Expanding rural connectivity to secure high-speed, high-quality internet access statewide is a policy priority for Nebraska Farm Bureau. To advance that policy, NEFB testified in support of LB 683 (Transportation and Telecommunications Committee) which will create the Nebraska Broadband Office and create a Director of Broadband, appointed by the governor. The intent of the bill is to ensure that all federal, state, and local government funding for broadband infrastructure and services in Nebraska is leveraged to ensure that all Nebraskans have access to affordable, reliable broadband services before January 1, 2028. In our testimony, NEFB said the rapid increase in the need for utilizing precision agriculture technology is a driving force in needing to make Nebraska the “smartest” ag state in the country to secure a competitive edge and meet consumer’s expectations of transparency and traceability of their food. NEFB said establishing the Nebraska Broadband Office and the position of Director of Broadband is long overdue.

Another bill NEFB supported this week was LB 318 (Bostar) which would enact childcare tax credits to assist with childcare facilities, companies delivering childcare benefits, and parents who use childcare. NEFB policy supports expanding childcare options in the state and in its testimony, NEFB said LB 318 helps key stakeholders in rural communities have the capability to create viable childcare options.

NEFB also testified in support of Steve Stroup’s, a rancher from near Benkelman and current NEFB State Board Member, appointment to the Nebraska Brand Committee.

The end of this week saw day 26 of the 90-day session. As always, reach out to the Public Policy Team with any questions or concerns.
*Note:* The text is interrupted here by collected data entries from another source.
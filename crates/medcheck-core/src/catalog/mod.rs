//! Immutable reference catalogs: symptoms, conditions, and the built-in data
//! behind them.
//!
//! Catalogs are constructed once at startup and shared read-only across
//! concurrent analyses; nothing here mutates after construction.

pub(crate) mod defaults;

use std::collections::HashMap;

use strsim::{jaro_winkler, normalized_levenshtein};
use thiserror::Error;

use crate::models::{Condition, Symptom};

/// Minimum blended similarity for a fuzzy search hit.
const FUZZY_SEARCH_THRESHOLD: f64 = 0.75;

/// Catalog authoring errors.
#[derive(Error, Debug)]
pub enum CatalogError {
    #[error("duplicate symptom id: {0}")]
    DuplicateSymptom(String),

    #[error("duplicate condition id: {0}")]
    DuplicateCondition(String),

    #[error("condition {condition} references unknown symptom {symptom}")]
    UnknownSymptom { condition: String, symptom: String },
}

pub type CatalogResult<T> = Result<T, CatalogError>;

/// The set of known symptoms, with id lookup, category grouping, and
/// free-text search.
pub struct SymptomCatalog {
    symptoms: Vec<Symptom>,
    by_id: HashMap<String, usize>,
}

impl SymptomCatalog {
    /// Build a catalog from an authored symptom list, rejecting duplicate ids.
    pub fn new(symptoms: Vec<Symptom>) -> CatalogResult<Self> {
        let mut by_id = HashMap::with_capacity(symptoms.len());
        for (idx, symptom) in symptoms.iter().enumerate() {
            if by_id.insert(symptom.id.clone(), idx).is_some() {
                return Err(CatalogError::DuplicateSymptom(symptom.id.clone()));
            }
        }
        Ok(Self { symptoms, by_id })
    }

    /// The built-in symptom catalog.
    pub fn builtin() -> Self {
        let symptoms = defaults::default_symptoms();
        let by_id = symptoms
            .iter()
            .enumerate()
            .map(|(idx, s)| (s.id.clone(), idx))
            .collect();
        Self { symptoms, by_id }
    }

    pub fn len(&self) -> usize {
        self.symptoms.len()
    }

    pub fn is_empty(&self) -> bool {
        self.symptoms.is_empty()
    }

    /// Look up a symptom by id.
    pub fn get(&self, id: &str) -> Option<&Symptom> {
        self.by_id.get(id).map(|&idx| &self.symptoms[idx])
    }

    /// Whether the catalog knows this symptom id.
    pub fn contains(&self, id: &str) -> bool {
        self.by_id.contains_key(id)
    }

    /// All symptoms in declaration order.
    pub fn iter(&self) -> impl Iterator<Item = &Symptom> {
        self.symptoms.iter()
    }

    /// Unique categories in first-seen order.
    pub fn categories(&self) -> Vec<&str> {
        let mut seen = Vec::new();
        for symptom in &self.symptoms {
            if !seen.contains(&symptom.category.as_str()) {
                seen.push(symptom.category.as_str());
            }
        }
        seen
    }

    /// Symptoms grouped by category, categories in first-seen order.
    pub fn by_category(&self) -> Vec<(&str, Vec<&Symptom>)> {
        let mut grouped: Vec<(&str, Vec<&Symptom>)> = Vec::new();
        for symptom in &self.symptoms {
            match grouped.iter_mut().find(|(c, _)| *c == symptom.category) {
                Some((_, list)) => list.push(symptom),
                None => grouped.push((symptom.category.as_str(), vec![symptom])),
            }
        }
        grouped
    }

    /// Free-text search over names and descriptions.
    ///
    /// An empty term returns the whole catalog. Substring matches win; when
    /// none exist the search falls back to fuzzy name similarity so a typo
    /// like "feverr" still surfaces candidates.
    pub fn search(&self, term: &str) -> Vec<&Symptom> {
        if term.is_empty() {
            return self.symptoms.iter().collect();
        }

        let term_lower = term.to_lowercase();
        let matched: Vec<&Symptom> = self
            .symptoms
            .iter()
            .filter(|s| s.matches_term(&term_lower))
            .collect();

        if !matched.is_empty() {
            return matched;
        }

        self.symptoms
            .iter()
            .filter(|s| fuzzy_match(&term_lower, &s.name.to_lowercase()) >= FUZZY_SEARCH_THRESHOLD)
            .collect()
    }
}

/// The set of candidate conditions scored by the ranking policy.
pub struct ConditionCatalog {
    conditions: Vec<Condition>,
    by_id: HashMap<String, usize>,
}

impl ConditionCatalog {
    /// Build a catalog from an authored condition list, rejecting duplicate ids.
    pub fn new(conditions: Vec<Condition>) -> CatalogResult<Self> {
        let mut by_id = HashMap::with_capacity(conditions.len());
        for (idx, condition) in conditions.iter().enumerate() {
            if by_id.insert(condition.id.clone(), idx).is_some() {
                return Err(CatalogError::DuplicateCondition(condition.id.clone()));
            }
        }
        Ok(Self { conditions, by_id })
    }

    /// The built-in condition catalog.
    pub fn builtin() -> Self {
        let conditions = defaults::default_conditions();
        let by_id = conditions
            .iter()
            .enumerate()
            .map(|(idx, c)| (c.id.clone(), idx))
            .collect();
        Self { conditions, by_id }
    }

    pub fn len(&self) -> usize {
        self.conditions.len()
    }

    pub fn is_empty(&self) -> bool {
        self.conditions.is_empty()
    }

    /// Look up a condition by id.
    pub fn get(&self, id: &str) -> Option<&Condition> {
        self.by_id.get(id).map(|&idx| &self.conditions[idx])
    }

    /// Look up a condition by exact display name. Classifier labels are the
    /// catalog's own names, so no fuzzy matching here.
    pub fn find_by_name(&self, name: &str) -> Option<&Condition> {
        self.conditions.iter().find(|c| c.name == name)
    }

    /// All conditions in declaration order (the ranking tie-break order).
    pub fn iter(&self) -> impl Iterator<Item = &Condition> {
        self.conditions.iter()
    }

    /// Condition names in declaration order, for use as classifier
    /// candidate labels.
    pub fn candidate_labels(&self) -> Vec<String> {
        self.conditions.iter().map(|c| c.name.clone()).collect()
    }

    /// Check the authoring invariant that every characteristic symptom
    /// references a known symptom id. Not applied to user input.
    pub fn validate(&self, symptoms: &SymptomCatalog) -> CatalogResult<()> {
        for condition in &self.conditions {
            for symptom_id in &condition.characteristic_symptoms {
                if !symptoms.contains(symptom_id) {
                    return Err(CatalogError::UnknownSymptom {
                        condition: condition.id.clone(),
                        symptom: symptom_id.clone(),
                    });
                }
            }
        }
        Ok(())
    }
}

/// Compute fuzzy string similarity using combined metrics.
fn fuzzy_match(a: &str, b: &str) -> f64 {
    // Jaro-Winkler catches typos, Levenshtein overall similarity
    let jw = jaro_winkler(a, b);
    let lev = normalized_levenshtein(a, b);

    jw * 0.6 + lev * 0.4
}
FDA Rules on Livestock Antibiotic Use Moving Forward

As a reminder to livestock producers, the Food and Drug Administration’s (FDA) Center for Veterinary Medicine is moving forward with their rule to require a veterinary prescription for all medically important antibiotics including penicillin and oxytetracycline. This change will take effect in June 2023. While producers won’t be required to purchase the products from their vet or be required to show animals to the vet in order to receive a script, they will have to have a veterinary-client-patient relationship, or VCPR. How VCPR is defined varies slightly from state to state, but it basically means a veterinarian knows an animal and/or the operation well enough to diagnose and treat a medical condition. Since 2020, NEFB has been heavily engaged with the FDA concerning this rule and submitted comments expressing concern when it was up for public comment.